Compromising an Entire Julia Cluster

/ 05.18.16 / Brian Wallace

Vulnerabilities have been discovered in the Julia programming language which allow a remote attacker to take complete control over an entire Julia cluster, given that they have network access to at least one node. Attacking distributed systems can be enticing to attackers as it commonly gives them access to large amounts of computing power, credentials available to the compute cluster, as well as the data being computed over, which in many cases, can be of great value.

The vulnerabilities have been mitigated in the most recent versions of Julia and patches have been back-ported to reduce the attack surface of earlier versions of Julia. The Julia developers had an excellent response to the disclosure and should be commended.

Julia Clusters and Machine Learning

Figure 1: The Julia REPL loading

Recently, I have been getting more and more into the world of machine learning. It’s a powerful tool to have available, but it can be quite difficult to use. Julia, a programming language, is geared towards mathematical computing such as machine learning. It allows data scientists to manipulate data with ease and at reasonably high speeds, as the language compiles to LLVM (dynamically).
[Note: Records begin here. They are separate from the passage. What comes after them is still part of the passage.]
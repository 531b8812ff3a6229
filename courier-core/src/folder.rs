//! Group folder sandboxing.
//!
//! Every group carries a `folder` identifier used as a filesystem key under
//! the configured groups root. Folder names are restricted to a safe
//! character set and resolved paths must stay inside the root; anything
//! else is rejected before a container is spawned or a task row is acted on.

use std::path::{Component, Path, PathBuf};

use thiserror::Error;

/// Maximum folder name length. Long enough for any sane group name, short
/// enough to stay a valid path component everywhere.
const MAX_FOLDER_LEN: usize = 64;

#[derive(Debug, Error, PartialEq, Eq)]
pub enum FolderError {
    #[error("folder name is empty")]
    Empty,
    #[error("folder name is too long ({0} > {MAX_FOLDER_LEN})")]
    TooLong(usize),
    #[error("folder name contains illegal character {0:?}")]
    IllegalChar(char),
    #[error("folder name may not start with a dot")]
    LeadingDot,
    #[error("folder resolves outside the groups root")]
    OutsideRoot,
}

/// Validate a folder identifier: letters, digits, `-`, `_`, `.`, no leading
/// dot, bounded length.
pub fn validate_folder_name(name: &str) -> Result<(), FolderError> {
    if name.is_empty() {
        return Err(FolderError::Empty);
    }
    if name.len() > MAX_FOLDER_LEN {
        return Err(FolderError::TooLong(name.len()));
    }
    if name.starts_with('.') {
        return Err(FolderError::LeadingDot);
    }
    for c in name.chars() {
        if !(c.is_ascii_alphanumeric() || c == '-' || c == '_' || c == '.') {
            return Err(FolderError::IllegalChar(c));
        }
    }
    Ok(())
}

/// Resolve a group folder inside the groups root.
///
/// Returns the joined path after verifying the name is valid and the result
/// cannot escape `root`. The path is checked lexically (the folder may not
/// exist yet), so `..` components are rejected outright by the name check.
pub fn resolve_group_folder(root: &Path, name: &str) -> Result<PathBuf, FolderError> {
    validate_folder_name(name)?;

    let joined = root.join(name);
    // The charset excludes separators, but keep the containment check as the
    // single choke point for any future relaxation of the name rules.
    let mut normal = PathBuf::new();
    for component in joined.components() {
        match component {
            Component::ParentDir => return Err(FolderError::OutsideRoot),
            other => normal.push(other),
        }
    }
    if !normal.starts_with(root) {
        return Err(FolderError::OutsideRoot);
    }
    Ok(normal)
}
I started working with Julia as I was drawn to a specific feature: the ability to launch Julia clusters. Julia clusters allow for nearly transparent execution of Julia code in multiple cores on multiple networked computers, as long as the computers can communicate with each other over SSH (or other supported protocols). This allows for low development overhead to convert a project to work on larger scales of data in parallel, which is often needed for machine learning.

In order to start Julia instances on computers in the cluster, the ‘master’ (the initial Julia instance) connects to all the remote workers via SSH and runs Julia with specific command line options. When these workers are started, they open TCP port 9009 by default on which to receive commands. When attempting to debug an issue with my Julia cluster setup, I noticed that this TCP port is bound to all interfaces, allowing for any remote IP to connect in. At this point, my brain kicked into security research mode, and so began the bug hunting.
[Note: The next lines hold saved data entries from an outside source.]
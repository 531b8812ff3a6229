pub mod config;
pub mod container;
pub mod folder;
pub mod quiet;
pub mod status;
pub mod store;

pub use config::{
    ContainerConfig, CourierConfig, CredentialsConfig, OrchestratorConfig, QuietHoursConfig,
    SchedulerConfig, ServerConfig, StorageConfig, load_config,
};
pub use container::{
    AgentEvent, ContainerInput, ContainerOutput, ContainerStatus, parse_agent_event,
    render_result, strip_internal_blocks,
};
pub use folder::{FolderError, resolve_group_folder, validate_folder_name};
pub use quiet::{QuietSchedule, QuietWindowSpec};
pub use status::{MessageStatus, StatusRecord, can_advance, status_emoji};
pub use store::{NewMessage, RegisteredGroup, ScheduledTask, Store, TaskRunLog, now_ts};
In further testing, I observed that this port was opened to the world even in cases of running multiple local instances of Julia on the same machine as the master. If this port provided any exploitable attack surface, it would leave Julia clusters extremely vulnerable to remote attackers. At this point, I started looking at the code behind this port, and since this portion is written in Julia, it allowed me to continue learning the language. My hopes of finding an exploitable attack surface skyrocketed as I found that information being read by this socket was not being authenticated at all, and instead, was being immediately sent into a function called ‘deserialize’.
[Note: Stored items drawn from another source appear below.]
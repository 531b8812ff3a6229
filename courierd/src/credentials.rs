//! Credential service: agent auth token freshness.
//!
//! The runner consults `is_auth_error` on every terminal container error to
//! decide whether an inline refresh-and-retry is worth attempting, and a
//! proactive refresh loop keeps the token warm so containers rarely hit an
//! expired credential at all.

use std::path::PathBuf;
use std::sync::Arc;
use std::time::{Duration, Instant};

use anyhow::Context;
use async_trait::async_trait;
use courier_core::CredentialsConfig;
use serde::{Deserialize, Serialize};
use tokio::sync::{Mutex, watch};
use tracing::{error, info, warn};

use crate::channel::ChannelDriver;

#[async_trait]
pub trait CredentialService: Send + Sync {
    /// Refresh if the current token is missing or inside the expiry margin.
    async fn ensure_fresh(&self) -> anyhow::Result<()>;

    /// Force a refresh.
    async fn refresh(&self) -> anyhow::Result<()>;

    /// Whether an agent error message describes an auth failure.
    fn is_auth_error(&self, error_text: &str) -> bool;
}

// ---------------------------------------------------------------------------
// OAuth refresh-token flow
// ---------------------------------------------------------------------------

#[derive(Debug, Deserialize)]
struct TokenResponse {
    access_token: String,
    #[serde(default)]
    refresh_token: Option<String>,
    #[serde(default)]
    expires_in: Option<u64>,
}

#[derive(Debug, Default, Serialize, Deserialize)]
struct CachedCredentials {
    access_token: Option<String>,
    refresh_token: Option<String>,
}

#[derive(Default)]
struct TokenState {
    refresh_token: Option<String>,
    expires_at: Option<Instant>,
}

pub struct OauthCredentials {
    client: reqwest::Client,
    token_url: String,
    client_id: String,
    margin: Duration,
    patterns: Vec<String>,
    cache_path: PathBuf,
    state: Mutex<TokenState>,
}

impl OauthCredentials {
    pub fn new(config: &CredentialsConfig, data_dir: &std::path::Path) -> Self {
        Self {
            client: reqwest::Client::new(),
            token_url: config.token_url.clone(),
            client_id: config.client_id.clone(),
            margin: Duration::from_secs(config.refresh_margin_secs),
            patterns: lowercase_patterns(&config.auth_error_patterns),
            cache_path: data_dir.join("credentials.json"),
            state: Mutex::new(TokenState::default()),
        }
    }

    fn load_refresh_token(&self) -> Option<String> {
        if let Ok(token) = std::env::var("COURIER_REFRESH_TOKEN") {
            if !token.trim().is_empty() {
                return Some(token.trim().to_string());
            }
        }
        let raw = std::fs::read_to_string(&self.cache_path).ok()?;
        let cached: CachedCredentials = serde_json::from_str(&raw).unwrap_or_default();
        cached.refresh_token
    }

    fn persist(&self, token: &TokenResponse) {
        let cached = CachedCredentials {
            access_token: Some(token.access_token.clone()),
            refresh_token: token.refresh_token.clone(),
        };
        if let Some(parent) = self.cache_path.parent() {
            std::fs::create_dir_all(parent).ok();
        }
        let json = serde_json::to_string(&cached).unwrap_or_else(|_| "{}".into());
        if let Err(e) = std::fs::write(&self.cache_path, json) {
            warn!(err = %e, path = %self.cache_path.display(), "failed to persist credentials");
        }
    }

    /// One refresh request with bounded exponential backoff.
    async fn refresh_with_retries(&self, refresh_token: &str) -> anyhow::Result<TokenResponse> {
        let mut backoff = Duration::from_secs(1);
        let max_backoff = Duration::from_secs(60);
        let max_retries = 3u32;

        for attempt in 0..=max_retries {
            match self.do_refresh(refresh_token).await {
                Ok(token) => return Ok(token),
                Err(e) => {
                    if attempt == max_retries {
                        return Err(e);
                    }
                    tracing::debug!(attempt, err = %e, "refresh attempt failed, retrying");
                    tokio::time::sleep(backoff).await;
                    backoff = (backoff * 2).min(max_backoff);
                }
            }
        }
        anyhow::bail!("refresh exhausted all retries")
    }

    async fn do_refresh(&self, refresh_token: &str) -> anyhow::Result<TokenResponse> {
        let resp = self
            .client
            .post(&self.token_url)
            .form(&[
                ("grant_type", "refresh_token"),
                ("client_id", self.client_id.as_str()),
                ("refresh_token", refresh_token),
            ])
            .send()
            .await
            .context("token refresh request failed")?;

        if !resp.status().is_success() {
            let status = resp.status();
            let text = resp.text().await.unwrap_or_default();
            anyhow::bail!("refresh failed ({status}): {text}");
        }

        resp.json().await.context("failed to parse token response")
    }
}

#[async_trait]
impl CredentialService for OauthCredentials {
    async fn ensure_fresh(&self) -> anyhow::Result<()> {
        {
            let state = self.state.lock().await;
            if let Some(expires_at) = state.expires_at {
                if expires_at > Instant::now() + self.margin {
                    return Ok(());
                }
            }
        }
        self.refresh().await
    }

    async fn refresh(&self) -> anyhow::Result<()> {
        let refresh_token = {
            let state = self.state.lock().await;
            state.refresh_token.clone()
        }
        .or_else(|| self.load_refresh_token())
        .context("no refresh token available (COURIER_REFRESH_TOKEN or credential cache)")?;

        let token = self.refresh_with_retries(&refresh_token).await?;
        self.persist(&token);

        let mut state = self.state.lock().await;
        if let Some(ref rt) = token.refresh_token {
            state.refresh_token = Some(rt.clone());
        } else {
            state.refresh_token = Some(refresh_token);
        }
        state.expires_at = token
            .expires_in
            .map(|secs| Instant::now() + Duration::from_secs(secs));
        info!("credentials refreshed");
        Ok(())
    }

    fn is_auth_error(&self, error_text: &str) -> bool {
        matches_any(&self.patterns, error_text)
    }
}

// ---------------------------------------------------------------------------
// Static credentials (disabled mode / tests)
// ---------------------------------------------------------------------------

pub struct StaticCredentials {
    patterns: Vec<String>,
}

impl StaticCredentials {
    pub fn new(patterns: &[String]) -> Self {
        Self {
            patterns: lowercase_patterns(patterns),
        }
    }
}

#[async_trait]
impl CredentialService for StaticCredentials {
    async fn ensure_fresh(&self) -> anyhow::Result<()> {
        Ok(())
    }

    async fn refresh(&self) -> anyhow::Result<()> {
        Ok(())
    }

    fn is_auth_error(&self, error_text: &str) -> bool {
        matches_any(&self.patterns, error_text)
    }
}

fn lowercase_patterns(patterns: &[String]) -> Vec<String> {
    patterns.iter().map(|p| p.to_lowercase()).collect()
}

fn matches_any(patterns: &[String], error_text: &str) -> bool {
    let lowered = error_text.to_lowercase();
    patterns.iter().any(|p| lowered.contains(p.as_str()))
}

// ---------------------------------------------------------------------------
// Proactive refresh loop
// ---------------------------------------------------------------------------

/// Tick the refresh on an interval. Announces transitions to the main group:
/// "restored" after recovering from a failure, "manual re-auth" on entering
/// one.
pub async fn run_refresh_loop(
    creds: Arc<dyn CredentialService>,
    channel: Arc<dyn ChannelDriver>,
    main_jid: Option<String>,
    interval: Duration,
    mut shutdown: watch::Receiver<bool>,
) {
    info!(interval_ms = interval.as_millis(), "credential refresh loop started");
    let mut failing = false;

    loop {
        tokio::select! {
            _ = tokio::time::sleep(interval) => {}
            _ = shutdown.changed() => {
                if *shutdown.borrow() {
                    info!("credential refresh loop shutting down");
                    return;
                }
            }
        }

        match creds.refresh().await {
            Ok(()) => {
                if failing {
                    failing = false;
                    if let Some(ref jid) = main_jid {
                        let _ = channel
                            .send_message(jid, "system: credentials refreshed, services restored")
                            .await;
                    }
                }
            }
            Err(e) => {
                error!(err = %e, "proactive credential refresh failed");
                if !failing {
                    failing = true;
                    if let Some(ref jid) = main_jid {
                        let _ = channel
                            .send_message(
                                jid,
                                "system: credential refresh failed — manual re-auth may be required",
                            )
                            .await;
                    }
                }
            }
        }
    }
}

#[cfg(test)]
mod tests {
    use super::*;

    #[test]
    fn auth_error_matching_is_case_insensitive() {
        let creds = StaticCredentials::new(&[
            "401".to_string(),
            "unauthorized".to_string(),
            "token expired".to_string(),
        ]);
        assert!(creds.is_auth_error("401 Unauthorized"));
        assert!(creds.is_auth_error("OAuth Token Expired, please re-login"));
        assert!(!creds.is_auth_error("connection refused"));
    }

    #[tokio::test]
    async fn static_credentials_always_fresh() {
        let creds = StaticCredentials::new(&[]);
        assert!(creds.ensure_fresh().await.is_ok());
        assert!(creds.refresh().await.is_ok());
        assert!(!creds.is_auth_error("anything"));
    }

    #[test]
    fn cached_credentials_roundtrip() {
        let cached = CachedCredentials {
            access_token: Some("at-1".into()),
            refresh_token: Some("rt-1".into()),
        };
        let json = serde_json::to_string(&cached).unwrap();
        let parsed: CachedCredentials = serde_json::from_str(&json).unwrap();
        assert_eq!(parsed.refresh_token.as_deref(), Some("rt-1"));
    }
}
Resisting the urge to delve deeper into the inner workings of the ‘deserialize’ function, I started to look at the actual protocol, because the point of said protocol is to remotely request that code be run. It doesn’t seem like much of a stretch to figure out that this behavior could be abused in some way. Given that you've read the title of this blog post, you already know what happens next.

Remote Code Execution

After conducting some testing with a Julia cluster and the useful PCAP library, I found what I was looking for. The ‘CallMsg’ request allows for the execution of a function defined in the message with arguments also supplied in the message. The CallMsg request is designed as follows:

 type CallMsg{Mode} <: AbstractMsg

 f::Function

 args::Tuple

 kwargs::Array

 response_oid::Tuple

end

The ‘f’ member of the CallMsg type is a function definition. If we make sure this function is an anonymous function, we can send it over the wire serialized, and have it be defined as any code we wish, instead of already defined code on the target worker. In Julia, we can execute command line commands with the following code:

run (`command`)

In order to avoid reimplementing the serialization method in another language for a proof of concept, I used the following Julia command to request that a worker execute a command while sniffing my network traffic, and identified how I could simply modify the packet to change the payload:

 remotecall(2, ()->run(`whoami`), ())

After hacking some changing values from packet to packet, I found that this could be done from cluster to cluster reliably with the following proof of concept written in Python 2.7:

https://gist.github.com/bwall/339c43f02669f3086709e041813171ed

Okay, so we have RCE on a worker. Good for us, right? Can't we do something cooler? Absolutely.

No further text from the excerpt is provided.